JP2002267906A - Joining structure of optical parts - Google Patents

Abstract

PROBLEM TO BE SOLVED: To provide a joining structure of optical parts, such as lenses or prisms or optical fibers, or optical waveguides, or optical glass or the like which does not give a deterioration by a laser beam of a high intensity or laser beam of a short wavelength in joining members used for adhesion when the optical parts are joined to members to be joined. SOLUTION: A light transparent thermosetting resin or polysiloxane solution, or a silicon compound solution, or siloxane solution is used as the joining member for bonding the optical parts and the members to be joined.

Description

DETAILED DESCRIPTION OF THE INVENTION

[0001]

BACKGROUND OF THE INVENTION 1. Field of the Invention The present invention relates to a method for bonding optical parts, and arranges a plurality of light emitting ends of a plurality of optical fibers in a line at equal intervals for use in an optical recording device such as a laser beam printer or an optical disk. The present invention relates to a joint structure between an optical fiber array configured as described above or an optical waveguide array in which end faces of a plurality of optical waveguides are arranged in a line in parallel with each other and an optical component of a light transmitting member.

[0002]

2. Description of the Related Art Japanese Patent Application Laid-Open No. 11-271561 is an example known as a conventional technique. The present invention relates to a method for joining an optical fiber array and an optical waveguide chip, in which a gap having a predetermined width is provided on a joining surface between the optical fiber array and the optical waveguide chip, and an ultraviolet curable adhesive is filled between the gaps. Thereafter, the resin is cured by irradiating ultraviolet rays, and the optical fiber array and the optical waveguide chip are joined.

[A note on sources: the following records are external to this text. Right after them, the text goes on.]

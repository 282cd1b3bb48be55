// THEORY:
// The `pipeline` module is the top-level API of the viewer. It wires the building blocks
// into the two flows the application runs:
//
//   detector frame → FrameBufferPool::fill_next → FrameStats → classify
//                  → ClusterScene node (+ label) → rate counters
//   render tick    → motion snapshot → scroll speed → ClusterScene::scroll → cull
//                  → present held frames → recycle frames whose hold time ran out
//
// `ViewerPipeline` belongs to the render loop. It never blocks on producers: frames
// filled by capture workers arrive through `drain_workers`, and the motion vector is
// read from the smoother's latest-value channel. Pool exhaustion drops the frame and
// is counted, never waited on.

use crate::core_modules::classifier::{ClusterClassifier, ParticleKind};
use crate::core_modules::cluster_scene::{ClusterScene, NodeId, SceneConfig};
use crate::core_modules::frame_buffer::{DetectorFrame, FrameStats};
use crate::core_modules::frame_buffer_pool::{FrameBufferPool, SharedSurface};
use crate::core_modules::motion::{DEFAULT_SMOOTHING, MotionSmoother, ScrollMapping, Vector3};
use crate::core_modules::rate_counter::{DEFAULT_WINDOW_TICKS, RateCounter};
use crate::error::{PipelineError, PoolError};
use crate::parallel_pipeline::{CaptureOutcome, CaptureWorkers};
use std::str::FromStr;
use std::sync::Arc;
use tokio::sync::watch;
use tracing::{debug, warn};

/// Configuration for the ViewerPipeline.
#[derive(Debug, Clone)]
#[cfg_attr(feature = "serde", derive(serde::Serialize, serde::Deserialize))]
pub struct ViewerConfig {
    pub detector_width: u32,
    pub detector_height: u32,
    pub pool_capacity: usize,
    /// Render ticks a filled frame stays on screen before its buffer is recycled.
    pub frame_hold_ticks: u32,
    /// Nominal render rate, used for per-second rates.
    pub tick_hz: f64,
    /// Attach a label to every new cluster node.
    pub label_clusters: bool,
    pub smoothing: f64,
    /// Capture workers; 0 means one per CPU.
    pub workers: usize,
    pub rate_window_ticks: usize,
    pub scroll: ScrollMapping,
    pub scene: SceneConfig,
    pub classifier: ClusterClassifier,
}

impl Default for ViewerConfig {
    fn default() -> Self {
        Self {
            detector_width: 256,
            detector_height: 256,
            pool_capacity: 16,
            frame_hold_ticks: 30,
            tick_hz: 60.0,
            label_clusters: true,
            smoothing: DEFAULT_SMOOTHING,
            workers: 0,
            rate_window_ticks: DEFAULT_WINDOW_TICKS,
            scroll: ScrollMapping::default(),
            scene: SceneConfig::default(),
            classifier: ClusterClassifier::default(),
        }
    }
}

impl ViewerConfig {
    /// Defaults overlaid with `TPX_*` environment variables.
    pub fn from_env() -> Self {
        Self::default().with_overrides(|key| std::env::var(key).ok())
    }

    /// Applies overrides from any key → value source. Unparseable values are ignored.
    pub fn with_overrides(mut self, lookup: impl Fn(&str) -> Option<String>) -> Self {
        fn parse<T: FromStr>(lookup: &impl Fn(&str) -> Option<String>, key: &str) -> Option<T> {
            let raw = lookup(key)?;
            match raw.trim().parse() {
                Ok(value) => Some(value),
                Err(_) => {
                    warn!(key, value = %raw, "ignoring malformed configuration value");
                    None
                }
            }
        }

        if let Some(v) = parse(&lookup, "TPX_POOL_CAPACITY") {
            self.pool_capacity = v;
        }
        if let Some(v) = parse(&lookup, "TPX_FRAME_HOLD_TICKS") {
            self.frame_hold_ticks = v;
        }
        if let Some(v) = parse(&lookup, "TPX_SCROLL_BASE_SPEED") {
            self.scroll.base_speed = v;
        }
        if let Some(v) = parse(&lookup, "TPX_SCROLL_GAIN") {
            self.scroll.gain = v;
        }
        if let Some(v) = parse(&lookup, "TPX_SMOOTHING") {
            self.smoothing = v;
        }
        if let Some(v) = parse(&lookup, "TPX_WORKERS") {
            self.workers = v;
        }
        self
    }

    pub fn worker_count(&self) -> usize {
        if self.workers == 0 { num_cpus::get() } else { self.workers }
    }
}

/// What happened to one accepted frame.
#[derive(Debug, Clone, PartialEq)]
pub struct FrameReport {
    pub stats: FrameStats,
    pub kind: ParticleKind,
    pub node: NodeId,
}

/// What one render tick did.
#[derive(Debug, Clone, Copy, Default, PartialEq)]
pub struct TickReport {
    pub speed: f64,
    pub culled: usize,
    pub presented: usize,
    pub recycled: usize,
}

/// Running counters for diagnostics.
#[derive(Debug, Clone, Copy, Default, PartialEq, Eq)]
#[cfg_attr(feature = "serde", derive(serde::Serialize, serde::Deserialize))]
pub struct PipelineStats {
    pub accepted_frames: u64,
    pub dropped_frames: u64,
    pub rejected_frames: u64,
    pub ticks: u64,
}

#[derive(Debug, Clone, Copy)]
struct HeldFrame {
    index: usize,
    ticks_left: u32,
}

/// The render-loop owner of the pool, scene and counters.
pub struct ViewerPipeline {
    config: ViewerConfig,
    pool: Arc<FrameBufferPool>,
    scene: ClusterScene,
    rates: RateCounter,
    motion: watch::Receiver<Option<Vector3>>,
    held: Vec<HeldFrame>,
    stats: PipelineStats,
}

impl ViewerPipeline {
    /// Builds the pool on `surface` and subscribes to `motion` for scroll speed.
    pub fn new(config: ViewerConfig, surface: SharedSurface, motion: &MotionSmoother) -> Self {
        let pool = Arc::new(FrameBufferPool::initialize(surface, config.pool_capacity));
        let mut scene = ClusterScene::new(config.scene.clone());
        if config.label_clusters {
            scene.add_label_container();
        }
        Self {
            rates: RateCounter::new(config.rate_window_ticks),
            held: Vec::with_capacity(config.pool_capacity),
            motion: motion.subscribe(),
            stats: PipelineStats::default(),
            pool,
            scene,
            config,
        }
    }

    pub fn config(&self) -> &ViewerConfig {
        &self.config
    }

    /// The shared pool, for handing to capture workers.
    pub fn pool(&self) -> &Arc<FrameBufferPool> {
        &self.pool
    }

    pub fn scene(&self) -> &ClusterScene {
        &self.scene
    }

    pub fn rates(&self) -> &RateCounter {
        &self.rates
    }

    pub fn stats(&self) -> PipelineStats {
        self.stats
    }

    /// Fills a buffer with `frame` on the calling thread. Returns `None` when the
    /// pool is exhausted and the frame was dropped.
    pub fn ingest(&mut self, frame: &DetectorFrame) -> Result<Option<FrameReport>, PipelineError> {
        match self.pool.fill_next(frame.samples(), frame.max_count, frame.seed) {
            Ok(stats) => Ok(Some(self.accept_filled(stats)?)),
            Err(PoolError::Exhausted) => {
                self.record_drop();
                Ok(None)
            }
            Err(err) => {
                self.stats.rejected_frames += 1;
                Err(err.into())
            }
        }
    }

    /// Applies every outcome the capture workers have produced so far.
    pub fn drain_workers(&mut self, workers: &mut CaptureWorkers) -> Result<Vec<FrameReport>, PipelineError> {
        let mut reports = Vec::new();
        while let Some(outcome) = workers.try_next() {
            match outcome {
                CaptureOutcome::Filled(stats) => reports.push(self.accept_filled(stats)?),
                CaptureOutcome::Dropped => self.record_drop(),
                CaptureOutcome::Rejected(err) => {
                    self.stats.rejected_frames += 1;
                    warn!(error = %err, "capture worker rejected a frame");
                }
            }
        }
        Ok(reports)
    }

    fn record_drop(&mut self) {
        self.stats.dropped_frames += 1;
        warn!(dropped = self.stats.dropped_frames, "frame buffer pool exhausted, dropping frame");
    }

    /// Turns a filled buffer into a scene node, label and rate sample.
    fn accept_filled(&mut self, stats: FrameStats) -> Result<FrameReport, PipelineError> {
        let kind = self.config.classifier.classify(&stats.shape);
        let node = self.scene.add_cluster_node(&stats, kind);
        if self.config.label_clusters {
            self.scene.add_label_for_node(node, &format!("cluster-{}", node.0))?;
        }
        self.rates.record(kind);
        self.held.push(HeldFrame {
            index: stats.index,
            ticks_left: self.config.frame_hold_ticks,
        });
        self.stats.accepted_frames += 1;
        debug!(index = stats.index, %kind, energy = stats.energy, hits = stats.hits, "cluster accepted");
        Ok(FrameReport { stats, kind, node })
    }

    /// Scroll speed from the latest motion snapshot.
    pub fn current_speed(&self) -> f64 {
        self.config.scroll.speed(*self.motion.borrow())
    }

    /// One render tick of `dt` seconds.
    pub fn tick(&mut self, dt: f64) -> Result<TickReport, PipelineError> {
        let speed = self.current_speed();
        let offscreen = self.scene.scroll(dt, speed);
        let culled = self.scene.cull(&offscreen);
        let presented = self.pool.present_filled();

        let mut recycled = 0;
        let mut still_held = Vec::with_capacity(self.held.len());
        for mut frame in self.held.drain(..) {
            frame.ticks_left = frame.ticks_left.saturating_sub(1);
            if frame.ticks_left == 0 {
                self.pool.clear(frame.index)?;
                recycled += 1;
            } else {
                still_held.push(frame);
            }
        }
        self.held = still_held;

        self.rates.end_tick();
        self.stats.ticks += 1;
        Ok(TickReport {
            speed,
            culled,
            presented,
            recycled,
        })
    }

    /// Presents every held frame defocused to `lens_position` (0 sharp, 1 blurred).
    pub fn apply_focus(&self, lens_position: f32) -> Result<(), PipelineError> {
        for frame in &self.held {
            self.pool.animate(frame.index, lens_position)?;
        }
        Ok(())
    }

    /// Frames currently on screen.
    pub fn held_frames(&self) -> usize {
        self.held.len()
    }
}

#[cfg(test)]
mod tests {
    use super::*;
    use crate::core_modules::motion::{Axis, Orientation};
    use crate::core_modules::surface::Compositor;
    use std::collections::HashMap;
    use std::sync::Mutex;

    fn config(capacity: usize, hold: u32) -> ViewerConfig {
        ViewerConfig {
            pool_capacity: capacity,
            frame_hold_ticks: hold,
            scroll: ScrollMapping { base_speed: 10.0, gain: 100.0, axis: Axis::Y },
            ..ViewerConfig::default()
        }
    }

    fn pipeline(capacity: usize, hold: u32) -> (ViewerPipeline, MotionSmoother) {
        let smoother = MotionSmoother::new(1.0);
        let surface: SharedSurface = Arc::new(Mutex::new(Compositor::new(256, 256)));
        (ViewerPipeline::new(config(capacity, hold), surface, &smoother), smoother)
    }

    fn gamma_frame() -> DetectorFrame {
        let mut frame = DetectorFrame::default();
        frame.push(10, 20, 30);
        frame
    }

    #[test]
    fn ingest_places_labelled_node() {
        let (mut pipeline, _smoother) = pipeline(4, 10);
        let report = pipeline.ingest(&gamma_frame()).unwrap().unwrap();
        assert_eq!(report.kind, ParticleKind::Gamma);
        assert_eq!(report.stats.index, 0);
        assert_eq!(pipeline.scene().node_count(), 1);
        assert_eq!(pipeline.scene().label_count(), 1);
        assert_eq!(pipeline.rates().total(ParticleKind::Gamma), 1);
    }

    #[test]
    fn exhausted_pool_drops_frames() {
        let (mut pipeline, _smoother) = pipeline(2, 10);
        assert!(pipeline.ingest(&gamma_frame()).unwrap().is_some());
        assert!(pipeline.ingest(&gamma_frame()).unwrap().is_some());
        assert!(pipeline.ingest(&gamma_frame()).unwrap().is_none());
        assert_eq!(pipeline.stats().dropped_frames, 1);
        assert_eq!(pipeline.stats().accepted_frames, 2);
    }

    #[test]
    fn invalid_frames_are_rejected() {
        let (mut pipeline, _smoother) = pipeline(2, 10);
        let mut frame = gamma_frame();
        frame.y.push(3);
        assert!(matches!(
            pipeline.ingest(&frame),
            Err(PipelineError::Pool(PoolError::LengthMismatch { .. }))
        ));
        assert_eq!(pipeline.stats().rejected_frames, 1);
        assert_eq!(pipeline.pool().free_count(), 2);
    }

    #[test]
    fn frames_are_recycled_after_hold_time() {
        let (mut pipeline, _smoother) = pipeline(1, 2);
        pipeline.ingest(&gamma_frame()).unwrap();
        assert_eq!(pipeline.tick(1.0 / 60.0).unwrap().recycled, 0);
        assert_eq!(pipeline.tick(1.0 / 60.0).unwrap().recycled, 1);
        assert_eq!(pipeline.pool().free_count(), 1);
        assert!(pipeline.ingest(&gamma_frame()).unwrap().is_some());
    }

    #[test]
    fn tick_speed_follows_motion_snapshot() {
        let (mut pipeline, smoother) = pipeline(2, 10);
        assert_eq!(pipeline.tick(0.1).unwrap().speed, 10.0);

        smoother.sample(Orientation::default());
        smoother.sample(Orientation::new(0.0, 0.5, 0.0));
        let report = pipeline.tick(0.1).unwrap();
        assert_eq!(report.speed, 60.0);

        smoother.stop();
        assert_eq!(pipeline.tick(0.1).unwrap().speed, 10.0);
    }

    #[test]
    fn scrolled_out_clusters_are_culled_with_labels() {
        let (mut pipeline, _smoother) = pipeline(4, 1000);
        pipeline.ingest(&gamma_frame()).unwrap();
        // The default viewport is 1024 wide; at 10 units/s this clears it.
        let report = pipeline.tick(200.0).unwrap();
        assert_eq!(report.culled, 1);
        assert_eq!(pipeline.scene().node_count(), 0);
        assert_eq!(pipeline.scene().label_count(), 0);
    }

    #[test]
    fn focus_applies_to_held_frames() {
        let (mut pipeline, _smoother) = pipeline(2, 10);
        pipeline.apply_focus(0.5).unwrap();
        pipeline.ingest(&gamma_frame()).unwrap();
        pipeline.apply_focus(0.5).unwrap();
        assert_eq!(pipeline.held_frames(), 1);
    }

    #[test]
    fn overrides_are_parsed_and_bad_values_ignored() {
        let env: HashMap<&str, &str> = HashMap::from([
            ("TPX_POOL_CAPACITY", "8"),
            ("TPX_SCROLL_GAIN", "2.5"),
            ("TPX_WORKERS", "not-a-number"),
        ]);
        let config = ViewerConfig::default().with_overrides(|key| env.get(key).map(|v| v.to_string()));
        assert_eq!(config.pool_capacity, 8);
        assert_eq!(config.scroll.gain, 2.5);
        assert_eq!(config.workers, 0);
        assert!(config.worker_count() >= 1);
    }
}
/// The moving field of cluster hits.
#[derive(Debug, Clone)]
pub struct ClusterFieldNode {
    id: NodeId,
    pub width: f64,
    pub height: f64,
    /// Total distance scrolled so far.
    offset: f64,
}

impl ClusterFieldNode {
    pub fn offset(&self) -> f64 {
        self.offset
    }
}

impl SceneNode for ClusterFieldNode {
    fn id(&self) -> NodeId {
        self.id
    }
    fn position(&self) -> Point {
        Point::new(-self.offset, 0.0)
    }
    fn set_position(&mut self, position: Point) {
        self.offset = -position.x;
    }
    fn parent(&self) -> Option<NodeId> {
        None
    }
}

/// One displayed cluster.
#[derive(Debug, Clone)]
pub struct ClusterNode {
    id: NodeId,
    field: NodeId,
    position: Point,
    pub radius: f64,
    pub kind: ParticleKind,
    pub energy: f64,
    /// Key of the label attached to this node, if any.
    label: Option<String>,
}

impl ClusterNode {
    pub fn label_key(&self) -> Option<&str> {
        self.label.as_deref()
    }
}

impl SceneNode for ClusterNode {
    fn id(&self) -> NodeId {
        self.id
    }
    fn position(&self) -> Point {
        self.position
    }
    fn set_position(&mut self, position: Point) {
        self.position = position;
    }
    fn parent(&self) -> Option<NodeId> {
        Some(self.field)
    }
}

#[derive(Debug, Clone)]
pub struct LabelContainer {
    id: NodeId,
}

impl SceneNode for LabelContainer {
    fn id(&self) -> NodeId {
        self.id
    }
    fn position(&self) -> Point {
        Point::default()
    }
    fn set_position(&mut self, _position: Point) {}
    fn parent(&self) -> Option<NodeId> {
        None
    }
}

However, according to the method of the present invention, an ultraviolet curable resin as an adhesive is interposed between the optical path between the optical fiber and the optical waveguide, that is, in the joint area between the optical fiber and the core which is the light propagation area of the optical waveguide. Therefore, when a laser beam having high intensity light energy, particularly a short wavelength laser beam having a wavelength near the ultraviolet region, is used, there is a problem that the ultraviolet curable resin is deteriorated or damaged by light. is there. For this reason,
Fluctuations in light intensity due to deterioration of the resin and fluctuations in optical coupling efficiency at the joint surface between the optical fiber array and the optical waveguide are likely to occur, and there has been a difficulty that a highly reliable device cannot be realized.

[0004] As another example known as a conventional technique, there is JP-A-11-84164. The present invention relates to a structure of an optical fiber array and a method of manufacturing the same, wherein a distal end portion of an optical fiber having a coating portion and an end portion of which is removed is disposed in a groove array portion. Further, on the extension of the groove array portion, there is provided a supporting portion for supporting the covering portion of the optical fiber, and the covering portion of the optical fiber is bonded and fixed to this portion to form the optical fiber array.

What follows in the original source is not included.